impl Completion {
    /// Terminal stream chunk without content
    pub fn finished(token_count: Option<u32>) -> Self {
        Self {
            token_count,
            ..Default::default()
        }
    }

    /// Unary result carrying the whole reply
    pub fn with_content(content: impl Into<String>, token_count: Option<u32>) -> Self {
        Self {
            final_content: Some(content.into()),
            token_count,
            error: None,
        }
    }

    pub fn failed(error: impl Into<String>) -> Self {
        Self {
            error: Some(error.into()),
            ..Default::default()
        }
    }
}

/// Text stored in a reply that failed
pub fn format_error(error: &str) -> String {
    format!("Error: {}", error)
}

/// Open a placeholder reply and register its stream. Fails without touching
/// state if the conversation already has a reply in progress.
pub(crate) fn open_stream(
    inner: &mut StoreInner,
    conversation_id: &str,
    request_id: &str,
    model_name: &str,
    cancel: CancellationToken,
) -> Result<String> {
    let busy = inner.streams.has_conversation(conversation_id);
    let conversation = inner
        .state
        .conversation_mut(conversation_id)
        .ok_or_else(|| Error::ConversationNotFound(conversation_id.to_string()))?;
    if busy || conversation.pending_reply().is_some() {
        return Err(Error::SendInFlight(conversation_id.to_string()));
    }

    let placeholder = Message::placeholder(model_name);
    let message_id = placeholder.id.clone();
    conversation.messages.push(placeholder);
    conversation.touch();

    inner.streams.insert(
        request_id.to_string(),
        StreamRegistration {
            conversation_id: conversation_id.to_string(),
            assistant_message_id: message_id.clone(),
            model_name: model_name.to_string(),
            received_chunk: false,
            cancel,
        },
    );
    inner.emit(StoreEvent::StreamStarted {
        conversation_id: conversation_id.to_string(),
        request_id: request_id.to_string(),
        message_id: message_id.clone(),
    });
    Ok(message_id)
}

fn apply_chunk_locked(inner: &mut StoreInner, request_id: &str, delta: &str) -> bool {
    if delta.is_empty() {
        return false;
    }
    let Some(registration) = inner.streams.get_mut(request_id) else {
        return false;
    };
    let conversation_id = registration.conversation_id.clone();
    let message_id = registration.assistant_message_id.clone();

    let Some(conversation) = inner.state.conversation_mut(&conversation_id) else {
        return false;
    };
    let Some(message) = conversation.message_mut(&message_id) else {
        return false;
    };
    if message.status != MessageStatus::Sending {
        return false;
    }
    message.content.push_str(delta);
    conversation.touch();
    registration.received_chunk = true;

    inner.emit(StoreEvent::StreamDelta {
        conversation_id,
        message_id,
        delta: delta.to_string(),
    });
    true
}

fn complete_locked(inner: &mut StoreInner, request_id: &str, completion: Completion) -> bool {
    let Some(registration) = inner.streams.remove(request_id) else {
        return false;
    };
    inner.in_flight.remove(&registration.conversation_id);

    let Some(conversation) = inner.state.conversation_mut(&registration.conversation_id) else {
        return true;
    };
    let Some(message) = conversation.message_mut(&registration.assistant_message_id) else {
        return true;
    };

    message.model_name = Some(registration.model_name.clone());
    if completion.token_count.is_some() {
        message.token_count = completion.token_count;
    }
    let status = if let Some(error) = completion.error {
        message.content = format_error(&error);
        message.is_error = true;
        MessageStatus::Failed
    } else {
        if !registration.received_chunk {
            if let Some(content) = completion.final_content {
                message.content = content;
            }
        }
        MessageStatus::Sent
    };
    message.status = status;
    conversation.touch();

    inner.emit(StoreEvent::StreamFinished {
        conversation_id: registration.conversation_id,
        message_id: registration.assistant_message_id,
        status,
    });
    true
}

fn cancel_locked(inner: &mut StoreInner, conversation_id: &str) -> bool {
    let released = inner.streams.release_conversation(conversation_id);
    let was_in_flight = inner.in_flight.remove(conversation_id);

    let Some(conversation) = inner.state.conversation_mut(conversation_id) else {
        return !released.is_empty() || was_in_flight;
    };
    let mut stopped = Vec::new();
    for message in &mut conversation.messages {
        if message.status == MessageStatus::Sending {
            message.status = MessageStatus::Sent;
            stopped.push(message.id.clone());
        }
    }
    if stopped.is_empty() && released.is_empty() && !was_in_flight {
        return false;
    }
    conversation.touch();
    for message_id in stopped {
        inner.emit(StoreEvent::StreamFinished {
            conversation_id: conversation_id.to_string(),
            message_id,
            status: MessageStatus::Sent,
        });
    }
    true
}

/// Settle a request whose driver went away before completing it. Only the
/// request's own registration is released, so a newer exchange on the same
/// conversation is left alone.
fn abandon_locked(inner: &mut StoreInner, request_id: &str) -> bool {
    let Some(conversation_id) = inner
        .streams
        .get_mut(request_id)
        .map(|s| s.conversation_id.clone())
    else {
        return false;
    };
    cancel_locked(inner, &conversation_id)
}

/// Applies stream events to conversation state through the store
#[derive(Clone)]
pub struct StreamReconciler {
    store: Store,
}

impl StreamReconciler {
    pub fn new(store: Store) -> Self {
        Self { store }
    }

    /// Append an empty `sending` assistant message to the conversation and
    /// register `request_id` against it. Returns the message id.
    pub fn begin_stream(
        &self,
        conversation_id: &str,
        request_id: &str,
        model_name: &str,
    ) -> Result<String> {
        self.store.update(|inner| {
            open_stream(
                inner,
                conversation_id,
                request_id,
                model_name,
                CancellationToken::new(),
            )
        })
    }

    /// Append a content delta. Returns `false` (and changes nothing) for
    /// unknown or already finished requests.
    pub fn apply_chunk(&self, request_id: &str, delta: &str) -> bool {
        self.store
            .update(|inner| apply_chunk_locked(inner, request_id, delta))
    }

    /// Finalize a request. Streamed content is kept on success; without any
    /// streamed content the unary `final_content` is written. Errors always
    /// replace the content. Returns `false` if the request was not registered.
    pub fn complete_stream(&self, request_id: &str, completion: Completion) -> bool {
        let completed = self
            .store
            .update(|inner| complete_locked(inner, request_id, completion));
        if completed {
            tracing::debug!("Stream {} completed", request_id);
        }
        completed
    }

    /// Stop the reply in progress for a conversation, keeping whatever content
    /// has arrived. Later chunks for the request are ignored.
    pub fn cancel_stream(&self, conversation_id: &str) -> bool {
        let cancelled = self
            .store
            .update(|inner| cancel_locked(inner, conversation_id));
        if cancelled {
            tracing::debug!("Cancelled stream for conversation {}", conversation_id);
        }
        cancelled
    }

    /// Release a request that will never be completed, keeping whatever
    /// content arrived. No-op once the request has finished.
    pub(crate) fn abandon(&self, request_id: &str) -> bool {
        self.store
            .update(|inner| abandon_locked(inner, request_id))
    }

    /// Apply one event from the backend's chunk stream
    pub fn apply_event(&self, chunk: StreamChunk) {
        self.store.update(|inner| {
            apply_chunk_locked(inner, &chunk.request_id, &chunk.content_delta);
            if chunk.is_terminal() {
                complete_locked(
                    inner,
                    &chunk.request_id,
                    Completion {
                        final_content: None,
                        token_count: chunk.eval_count,
                        error: chunk.error,
                    },
                );
            }
        });
    }

    /// Drain a request's chunk channel in arrival order until the sender side
    /// is dropped.
    pub async fn consume(self, mut chunks: mpsc::UnboundedReceiver<StreamChunk>) {
        while let Some(chunk) = chunks.recv().await {
            self.apply_event(chunk);
        }
    }

    pub fn is_registered(&self, request_id: &str) -> bool {
        self.store.update(|inner| inner.streams.token(request_id).is_some())
    }

    /// Cancellation token handed to the backend for this request
    pub fn cancel_token(&self, request_id: &str) -> Option<CancellationToken> {
        self.store.update(|inner| inner.streams.token(request_id))
    }
}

→ GOAL OF THE EXERCISE
Output the full listing exactly, please.

→ EXERCISE ANSWER
impl Completion {
    /// Terminal stream chunk without content
    pub fn finished(token_count: Option<u32>) -> Self {
        Self {
            token_count,
            ..Default::default()
        }
    }

    /// Unary result carrying the whole reply
    pub fn with_content(content: impl Into<String>, token_count: Option<u32>) -> Self {
        Self {
            final_content: Some(content.into()),
            token_count,
            error: None,
        }
    }

    pub fn failed(error: impl Into<String>) -> Self {
        Self {
            error: Some(error.into()),
            ..Default::default()
        }
    }
}

/// Text stored in a reply that failed
pub fn format_error(error: &str) -> String {
    format!("Error: {}", error)
}

/// Open a placeholder reply and register its stream. Fails without touching
/// state if the conversation already has a reply in progress.
pub(crate) fn open_stream(
    inner: &mut StoreInner,
    conversation_id: &str,
    request_id: &str,
    model_name: &str,
    cancel: CancellationToken,
) -> Result<String> {
    let busy = inner.streams.has_conversation(conversation_id);
    let conversation = inner
        .state
        .conversation_mut(conversation_id)
        .ok_or_else(|| Error::ConversationNotFound(conversation_id.to_string()))?;
    if busy || conversation.pending_reply().is_some() {
        return Err(Error::SendInFlight(conversation_id.to_string()));
    }

    let placeholder = Message::placeholder(model_name);
    let message_id = placeholder.id.clone();
    conversation.messages.push(placeholder);
    conversation.touch();

    inner.streams.insert(
        request_id.to_string(),
        StreamRegistration {
            conversation_id: conversation_id.to_string(),
            assistant_message_id: message_id.clone(),
            model_name: model_name.to_string(),
            received_chunk: false,
            cancel,
        },
    );
    inner.emit(StoreEvent::StreamStarted {
        conversation_id: conversation_id.to_string(),
        request_id: request_id.to_string(),
        message_id: message_id.clone(),
    });
    Ok(message_id)
}

fn apply_chunk_locked(inner: &mut StoreInner, request_id: &str, delta: &str) -> bool {
    if delta.is_empty() {
        return false;
    }
    let Some(registration) = inner.streams.get_mut(request_id) else {
        return false;
    };
    let conversation_id = registration.conversation_id.clone();
    let message_id = registration.assistant_message_id.clone();

    let Some(conversation) = inner.state.conversation_mut(&conversation_id) else {
        return false;
    };
    let Some(message) = conversation.message_mut(&message_id) else {
        return false;
    };
    if message.status != MessageStatus::Sending {
        return false;
    }
    message.content.push_str(delta);
    conversation.touch();
    registration.received_chunk = true;

    inner.emit(StoreEvent::StreamDelta {
        conversation_id,
        message_id,
        delta: delta.to_string(),
    });
    true
}

fn complete_locked(inner: &mut StoreInner, request_id: &str, completion: Completion) -> bool {
    let Some(registration) = inner.streams.remove(request_id) else {
        return false;
    };
    inner.in_flight.remove(&registration.conversation_id);

    let Some(conversation) = inner.state.conversation_mut(&registration.conversation_id) else {
        return true;
    };
    let Some(message) = conversation.message_mut(&registration.assistant_message_id) else {
        return true;
    };

    message.model_name = Some(registration.model_name.clone());
    if completion.token_count.is_some() {
        message.token_count = completion.token_count;
    }
    let status = if let Some(error) = completion.error {
        message.content = format_error(&error);
        message.is_error = true;
        MessageStatus::Failed
    } else {
        if !registration.received_chunk {
            if let Some(content) = completion.final_content {
                message.content = content;
            }
        }
        MessageStatus::Sent
    };
    message.status = status;
    conversation.touch();

    inner.emit(StoreEvent::StreamFinished {
        conversation_id: registration.conversation_id,
        message_id: registration.assistant_message_id,
        status,
    });
    true
}

fn cancel_locked(inner: &mut StoreInner, conversation_id: &str) -> bool {
    let released = inner.streams.release_conversation(conversation_id);
    let was_in_flight = inner.in_flight.remove(conversation_id);

    let Some(conversation) = inner.state.conversation_mut(conversation_id) else {
        return !released.is_empty() || was_in_flight;
    };
    let mut stopped = Vec::new();
    for message in &mut conversation.messages {
        if message.status == MessageStatus::Sending {
            message.status = MessageStatus::Sent;
            stopped.push(message.id.clone());
        }
    }
    if stopped.is_empty() && released.is_empty() && !was_in_flight {
        return false;
    }
    conversation.touch();
    for message_id in stopped {
        inner.emit(StoreEvent::StreamFinished {
            conversation_id: conversation_id.to_string(),
            message_id,
            status: MessageStatus::Sent,
        });
    }
    true
}

/// Settle a request whose driver went away before completing it. Only the
/// request's own registration is released, so a newer exchange on the same
/// conversation is left alone.
fn abandon_locked(inner: &mut StoreInner, request_id: &str) -> bool {
    let Some(conversation_id) = inner
        .streams
        .get_mut(request_id)
        .map(|s| s.conversation_id.clone())
    else {
        return false;
    };
    cancel_locked(inner, &conversation_id)
}

/// Applies stream events to conversation state through the store
#[derive(Clone)]
pub struct StreamReconciler {
    store: Store,
}

impl StreamReconciler {
    pub fn new(store: Store) -> Self {
        Self { store }
    }

    /// Append an empty `sending` assistant message to the conversation and
    /// register `request_id` against it. Returns the message id.
    pub fn begin_stream(
        &self,
        conversation_id: &str,
        request_id: &str,
        model_name: &str,
    ) -> Result<String> {
        self.store.update(|inner| {
            open_stream(
                inner,
                conversation_id,
                request_id,
                model_name,
                CancellationToken::new(),
            )
        })
    }

    /// Append a content delta. Returns `false` (and changes nothing) for
    /// unknown or already finished requests.
    pub fn apply_chunk(&self, request_id: &str, delta: &str) -> bool {
        self.store
            .update(|inner| apply_chunk_locked(inner, request_id, delta))
    }

    /// Finalize a request. Streamed content is kept on success; without any
    /// streamed content the unary `final_content` is written. Errors always
    /// replace the content. Returns `false` if the request was not registered.
    pub fn complete_stream(&self, request_id: &str, completion: Completion) -> bool {
        let completed = self
            .store
            .update(|inner| complete_locked(inner, request_id, completion));
        if completed {
            tracing::debug!("Stream {} completed", request_id);
        }
        completed
    }

    /// Stop the reply in progress for a conversation, keeping whatever content
    /// has arrived. Later chunks for the request are ignored.
    pub fn cancel_stream(&self, conversation_id: &str) -> bool {
        let cancelled = self
            .store
            .update(|inner| cancel_locked(inner, conversation_id));
        if cancelled {
            tracing::debug!("Cancelled stream for conversation {}", conversation_id);
        }
        cancelled
    }

    /// Release a request that will never be completed, keeping whatever
    /// content arrived. No-op once the request has finished.
    pub(crate) fn abandon(&self, request_id: &str) -> bool {
        self.store
            .update(|inner| abandon_locked(inner, request_id))
    }

    /// Apply one event from the backend's chunk stream
    pub fn apply_event(&self, chunk: StreamChunk) {
        self.store.update(|inner| {
            apply_chunk_locked(inner, &chunk.request_id, &chunk.content_delta);
            if chunk.is_terminal() {
                complete_locked(
                    inner,
                    &chunk.request_id,
                    Completion {
                        final_content: None,
                        token_count: chunk.eval_count,
                        error: chunk.error,
                    },
                );
            }
        });
    }

    /// Drain a request's chunk channel in arrival order until the sender side
    /// is dropped.
    pub async fn consume(self, mut chunks: mpsc::UnboundedReceiver<StreamChunk>) {
        while let Some(chunk) = chunks.recv().await {
            self.apply_event(chunk);
        }
    }

    pub fn is_registered(&self, request_id: &str) -> bool {
        self.store.update(|inner| inner.streams.token(request_id).is_some())
    }

    /// Cancellation token handed to the backend for this request
    pub fn cancel_token(&self, request_id: &str) -> Option<CancellationToken> {
        self.store.update(|inner| inner.streams.token(request_id))
    }
}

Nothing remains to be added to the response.